MIKE CAREY: “Enjoy” is a simple word that describes a very complicated thing. What kind of itches are we scratching when we watch a horror movie, listen to a smutty joke, read a post-apocalyptic novel, play a war-themed console game? There’s a theme in media studies called the uses and gratifications approach, which starts with the question “what satisfactions does this audience derive from this story?” Obviously there are going to be many different answers to that question. And I think there’s value in digging a little deeper and rolling your psychoanalytical sleeves up. “If we derive satisfaction from this story, what does that say about us?”

You mentioned the redemptive act of violence, which is a phrase I first heard in a talk given by Ursula K. Le Guin at the Ottawa Literary Festival in 2008 or so. She talked about it as something that informed a huge number of texts in many different genres, and she said it denoted a kind of story she had no interest in telling. On another occasion she said that the defining theme of her own stories was marriage, which I think is a great insight. She writes about people finding ways to meet across their differences and come to a better understanding of each other and themselves.

If you were to ask me flat-out whether there’s an over-emphasis on violence in the stories we tell ourselves, I’d have to say yes there is. We live in violent times and we internalise the violence. We invent protagonists, heroes, who deploy violence in sanctioned and sanctified ways, and that’s a troubling thing. Gershon Legman thought it was a substitute for sex, which outside of pornography is generally under-represented in our stories. But of course a lot of modern pornography fetishises violence too, so that’s an over-simplification.

I think you have a responsibility as a storyteller to try to tell sane and salutary stories.
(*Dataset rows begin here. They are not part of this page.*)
use anyhow::{bail, Context, Result};
use clap::Parser;
use std::fs;
use std::io::{self, Write};
use std::path::Path;

use qrgen::batch::{run_batch, BatchOptions};
use qrgen::output::{format_file_size, save_png};
use qrgen::payload::{batch_entries, image_data_uri, normalize_text_file};
use qrgen::render::DEFAULT_PREVIEW_CELLS;
use qrgen::{encode, preview_text, ErrorCorrectionLevel, NormalizeOptions, Payload};

mod cli;
mod logging;

use cli::Cli;

fn main() -> Result<()> {
    let cli = Cli::parse();
    logging::init_logger(cli.verbose)?;
    run(cli)
}

fn run(cli: Cli) -> Result<()> {
    if let Some(file) = batch_file(&cli) {
        return run_batch_file(file, &cli);
    }

    let Some(payload) = input_payload(&cli)? else {
        bail!(
            "No input provided. Use -t, -u, or -f flag.\nRun 'qrgen --help' for more information."
        );
    };
    let options = NormalizeOptions {
        escape_wifi: cli.escape,
    };
    let content = payload.normalize(&options)?;
    let level = ErrorCorrectionLevel::from_quality(&cli.quality);
    let qr = encode(&content, level).context("cannot create QR code")?;

    if cli.preview {
        show_preview(&qr, &content);
    }

    if cli.output.exists() && !cli.force && !confirm_overwrite(&cli.output)? {
        bail!("operation cancelled");
    }
    let written =
        save_png(&qr, &cli.output, cli.size, true).context("cannot write QR code to file")?;

    if !cli.quiet {
        println!("✅ QR code successfully generated!");
        println!("📁 Output: {}", cli.output.display());
        println!("📏 Size: {0}x{0} pixels", cli.size);
        println!("📊 Quality: {}", cli.quality);
        println!("💾 File size: {}", format_file_size(written));
    }
    Ok(())
}

/// Batch mode only applies with `-f`; a bare `--batch` falls back to the single-input path.
fn batch_file(cli: &Cli) -> Option<&Path> {
    cli.file.as_deref().filter(|_| cli.batch)
}

/// Picks the input by priority: vcard, wifi, image, file, url, text.
fn input_payload(cli: &Cli) -> Result<Option<Payload>> {
    if let Some(path) = &cli.vcard {
        return Ok(Some(Payload::VCard(read_text(path)?)));
    }
    if let Some(wifi) = &cli.wifi {
        return Ok(Some(Payload::Wifi(wifi.clone())));
    }
    if let Some(path) = &cli.image {
        let bytes = fs::read(path)
            .with_context(|| format!("cannot open image file {}", path.display()))?;
        let ext = path.extension().and_then(|e| e.to_str()).unwrap_or_default();
        return Ok(Some(Payload::DataUri(image_data_uri(&bytes, ext))));
    }
    if let Some(path) = &cli.file {
        return Ok(Some(Payload::Text(normalize_text_file(&read_text(path)?))));
    }
    if let Some(url) = &cli.url {
        return Ok(Some(Payload::Url(url.clone())));
    }
    Ok(cli.text.clone().map(Payload::Text))
}

fn read_text(path: &Path) -> Result<String> {
    fs::read_to_string(path).with_context(|| format!("cannot open file {}", path.display()))
}

fn confirm_overwrite(path: &Path) -> Result<bool> {
    print!("⚠️  File {} already exists. Overwrite? (y/N): ", path.display());
    io::stdout().flush()?;
    let mut response = String::new();
    io::stdin().read_line(&mut response)?;
    Ok(matches!(response.trim().to_lowercase().as_str(), "y" | "yes"))
}

fn show_preview(qr: &qrgen::QrCode, content: &str) {
    println!("\n📱 QR Preview:");
    let body = preview_text(qr, DEFAULT_PREVIEW_CELLS);
    let width = body.lines().next().map_or(0, |l| l.chars().count());
    println!("╭{}╮", "─".repeat(width + 2));
    for line in body.lines() {
        println!("│ {line} │");
    }
    println!("╰{}╯", "─".repeat(width + 2));
    println!("Content: {}\n", truncate(content, 50));
}

fn truncate(text: &str, max_chars: usize) -> String {
    match text.char_indices().nth(max_chars) {
        Some((idx, _)) => format!("{}...", &text[..idx]),
        None => text.to_string(),
    }
}

fn run_batch_file(file: &Path, cli: &Cli) -> Result<()> {
    let text = fs::read_to_string(file)
        .with_context(|| format!("cannot open batch file {}", file.display()))?;
    let entries: Vec<&str> = batch_entries(&text).collect();
    let options = BatchOptions {
        overwrite: cli.force,
        ..BatchOptions::default()
    };

    let outcomes = run_batch(&entries, &options);
    let mut generated = 0;
    for outcome in &outcomes {
        match &outcome.result {
            Ok(_) => {
                generated += 1;
                if !cli.quiet {
                    println!("✅ Generated: {}", outcome.path.display());
                }
            }
            Err(e) => eprintln!("❌ Error processing line {}: {e}", outcome.index),
        }
    }
    if !cli.quiet {
        println!(
            "Batch processing completed. Generated {generated} of {} QR codes.",
            outcomes.len()
        );
    }
    Ok(())
}

#[cfg(test)]
mod tests {
    use super::*;

    #[test]
    fn test_truncate() {
        assert_eq!(truncate("short", 50), "short");
        assert_eq!(truncate("abcdef", 3), "abc...");
        assert_eq!(truncate("ééééé", 2), "éé...");
    }

    #[test]
    fn test_batch_needs_file() {
        let cli = Cli::try_parse_from(["qrgen", "--batch", "-t", "hello"]).unwrap();
        assert_eq!(batch_file(&cli), None);
        assert_eq!(input_payload(&cli).unwrap(), Some(Payload::Text("hello".into())));
        let cli = Cli::try_parse_from(["qrgen", "--batch", "-f", "urls.txt"]).unwrap();
        assert_eq!(batch_file(&cli), Some(Path::new("urls.txt")));
        let cli = Cli::try_parse_from(["qrgen", "-f", "urls.txt"]).unwrap();
        assert_eq!(batch_file(&cli), None);
    }

    #[test]
    fn test_input_priority() {
        let cli =
            Cli::try_parse_from(["qrgen", "-t", "text", "-u", "https://a.example", "-w", "S:P"])
                .unwrap();
        assert_eq!(input_payload(&cli).unwrap(), Some(Payload::Wifi("S:P".into())));
        let cli = Cli::try_parse_from(["qrgen", "-t", "text", "-u", "https://a.example"]).unwrap();
        assert_eq!(input_payload(&cli).unwrap(), Some(Payload::Url("https://a.example".into())));
        let cli = Cli::try_parse_from(["qrgen"]).unwrap();
        assert_eq!(input_payload(&cli).unwrap(), None);
    }
}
To tell foma, to use Kurt Vonnegut’s wonderfully useful invented word: “the harmless untruths that make [us] brave and kind and healthy and happy.” But every writer defines those limits for themselves.

ALEX: Meeting you at SDCC 2003, which is rapidly coming upon 20 years ago (Holy Moley!) is a treasured moment in my life. At the time I'd been blown away by your kind response to my questions, and by your treating me, an amateur journalist with great respect and kindness. How common do you think that is with creatives in comics that they have an active communication and ongoing relationship with their fans or journalists of the field?  I've been told that comics are such a small industry that it is easier to contact and interact with the talent, as opposed to say, movies or best selling novelists. I'd also suggest, perhaps social media and the internet helps in this regard. That all is very moving to me, but it brings up something I wonder about. With the smaller more vocal fan base of comics being able to complain loudly, do fans of the works have a disproportionate impact upon the stories told, the scale of stories, or how important a comic series becomes? (I'd suggest a similar area is Star Wars fans and the way each movie is trashed by supposed fans.)

MIKE CAREY: Well thank you for the compliment. I’m not sure if I deserve it. I try not to be a jerk when I interact with readers because it seems to me that’s the minimum requirement on a creator in a public setting where you’ve come along in your public persona. It’s different, obviously, when you’re in your own space or just doing your own thing.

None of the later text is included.